Zeichen und Wunder

Vor ein paar Tagen kam die RAF-Terroristin Brigitte Mohnhaupt frei, eine Entscheidung welche in Deutschland eine Menge Diskussionen ausgelöst hat.

Ob die Freilassung richtig oder falsch ist, darüber kann man trefflich streiten. Für mich ist es ein Grenzfall, ich finde für beide Meinungen einige Argumente. Aber das tangiert mich jetzt gar nicht.

Meine Aufmerksamkeit erregte etwas anderes. J.F. Wagner, ein Journalist der BILD-Zeitung, nannte sie in einer Kolumne Mörderin. Daraufhin sendete ein Rechtsanwalt in ihren Namen einen Brief, dass sie nicht mehr so genannt werden möchte und drohte mit juristischen Schritten. J.F. Wagner gab ihr darauf folgende Antwort:



Liebe Brigitte Mohnhaupt, über Ihren Rechtsanwalt verlangen Sie von BILD und mir, Sie nicht mehr Mörderin zu nennen. Sie drohen mit juristischen Konsequenzen.
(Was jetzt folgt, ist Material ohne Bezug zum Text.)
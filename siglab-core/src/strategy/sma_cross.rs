//! SMA-cross strategy core.
//!
//! One evaluation call runs four stages: parameter validation, indicator
//! precompute, entry combinatorics, exit combinatorics. Any failure aborts
//! the whole call; the next call is independent. Nothing is shared between
//! calls, so independent series/parameter pairs evaluate concurrently
//! without coordination.

use crate::domain::CandleSeries;
use crate::signal::conditions::{compare, compare_scalar, crossed_above, crossed_below, positive_volume};
use crate::signal::{Cmp, SignalSeries};
use crate::strategy::bank::{IndicatorBank, IndicatorColumns};
use crate::strategy::frame::SignalFrame;
use crate::strategy::params::{BuyTrigger, ParamError, SellTrigger, StrategyParams};

/// Candle interval the default parameters are tuned for.
pub const TIMEFRAME: &str = "5m";

/// Lead-in candles required before the window of interest so every
/// indicator column is defined and converged there.
pub const STARTUP_CANDLE_COUNT: usize = 600;

/// Tag applied where an entry fires.
pub const ENTRY_TAG: &str = "buy_signal";

/// Tag applied where an exit fires.
pub const EXIT_TAG: &str = "sell_signal";

/// Errors aborting an evaluation call.
#[derive(Debug, thiserror::Error)]
pub enum EvalError {
    #[error(transparent)]
    Config(#[from] ParamError),
}

/// SMA crossover strategy with ADX/RSI guards and band/MACD triggers.
#[derive(Debug, Clone)]
pub struct SmaCross {
    params: StrategyParams,
}

impl SmaCross {
    pub fn new(params: StrategyParams) -> Self {
        Self { params }
    }

    pub fn params(&self) -> &StrategyParams {
        &self.params
    }

    /// Candles needed before every indicator column has a defined value.
    pub fn warmup_candles(&self) -> usize {
        IndicatorBank::new(&self.params).warmup_candles()
    }

    /// Evaluate the full series into an augmented signal frame.
    ///
    /// A series shorter than the warm-up window is not an error: affected
    /// columns stay undefined and no signal can fire there.
    pub fn evaluate(&self, series: &CandleSeries) -> Result<SignalFrame, EvalError> {
        self.params.validate()?;

        let candles = series.candles();
        let cols = IndicatorBank::new(&self.params).compute(candles);
        let closes = series.closes();

        let entries = self.entry_signals(series, &closes, &cols);
        let exits = self.exit_signals(series, &closes, &cols);

        Ok(SignalFrame::new(
            candles.to_vec(),
            cols.into_map(),
            entries,
            exits,
        ))
    }

    fn entry_signals(
        &self,
        series: &CandleSeries,
        closes: &[f64],
        cols: &IndicatorColumns,
    ) -> SignalSeries {
        let mut conditions = Vec::new();

        // Trend up
        conditions.push(compare(&cols.plus_di, Cmp::Gt, &cols.minus_di));
        conditions.push(compare(&cols.buy_ma1, Cmp::Gt, &cols.buy_ma2));

        // Guards
        if self.params.buy_adx_enabled {
            conditions.push(compare_scalar(&cols.adx, Cmp::Gt, self.params.buy_adx));
        }
        if self.params.buy_rsi_enabled {
            conditions.push(compare_scalar(&cols.rsi, Cmp::Lt, self.params.buy_rsi as f64));
        }

        // Trigger
        match self.params.buy_trigger {
            BuyTrigger::BbLower => {
                conditions.push(compare(closes, Cmp::Lt, &cols.bb_lowerband));
            }
            BuyTrigger::MacdCrossSignal => {
                conditions.push(crossed_above(&cols.macd, &cols.macdsignal));
            }
        }

        // Volume is above 0
        conditions.push(positive_volume(series.candles()));

        SignalSeries::combine(&conditions, series.len(), ENTRY_TAG)
    }

    fn exit_signals(
        &self,
        series: &CandleSeries,
        closes: &[f64],
        cols: &IndicatorColumns,
    ) -> SignalSeries {
        let mut conditions = Vec::new();

        // Trigger
        match self.params.sell_trigger {
            SellTrigger::BbUpper => {
                conditions.push(compare(closes, Cmp::Gt, &cols.bb_upperband));
            }
            SellTrigger::MacdCrossSignal => {
                conditions.push(crossed_below(&cols.macd, &cols.macdsignal));
            }
        }

        // Volume is above 0
        conditions.push(positive_volume(series.candles()));

        SignalSeries::combine(&conditions, series.len(), EXIT_TAG)
    }
}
Immerhin ist es beruhigend, dass Sie nicht damit drohen, mich zu erschießen oder mich erschießen zu lassen, wie Sie es mit Buback, Ponto, Schleyer und 3 Polizeibeamten taten.

Sie sind wegen 9-fachen Mordes und mehrfachen Mordversuchs zu lebenslänglich verurteilt worden.

Wie hätten Sie es denn gern, wie ich Sie nennen soll? Mörderin i. R. (im Ruhestand), Mörderin a. D. (außer Dienst), Ex-Mörderin oder FaMb (Früher als Mörderin bekannt).

Lieber Anwalt, liebe Brigitte Mohnhaupt, Morde verjähren nicht. Man kann sie nicht abwaschen wie schmutzige Hände. Ich würde lügen, wenn ich Brigitte Mohnhaupt nicht weiter Mörderin nenne.

Mir fehlt die Schönstimme dazu, Sie heute ältere Frau als Dame zu bezeichnen, als nette Nachbarin, die auf ihrem Balkon sitzt als wäre nichts geschehen. Die Wahrheit wird dumm, wenn man nicht mehr die Wahrheit schreibt. Sie werden für mich immer die Mörderin sein. Sie haben die Grenze überschritten, nicht ich.

Ihr Anwalt kann mir tausend Briefe schreiben – niemals werde ich zurücknehmen, was ich vorgestern geschrieben habe: „Es ist für mich unfassbar, dass in unserem Land eine Mörderin die Chance hat, glücklich zu werden.“ Das bleibt so.

Herzlichst

Ihr F. J. Wagner



Ja, die Bild-Zeitung ist so ziemlich das ärgste Schmierblatt, was es gibt und sie hat sich journalistisch schon viel zu Schulden kommen lassen.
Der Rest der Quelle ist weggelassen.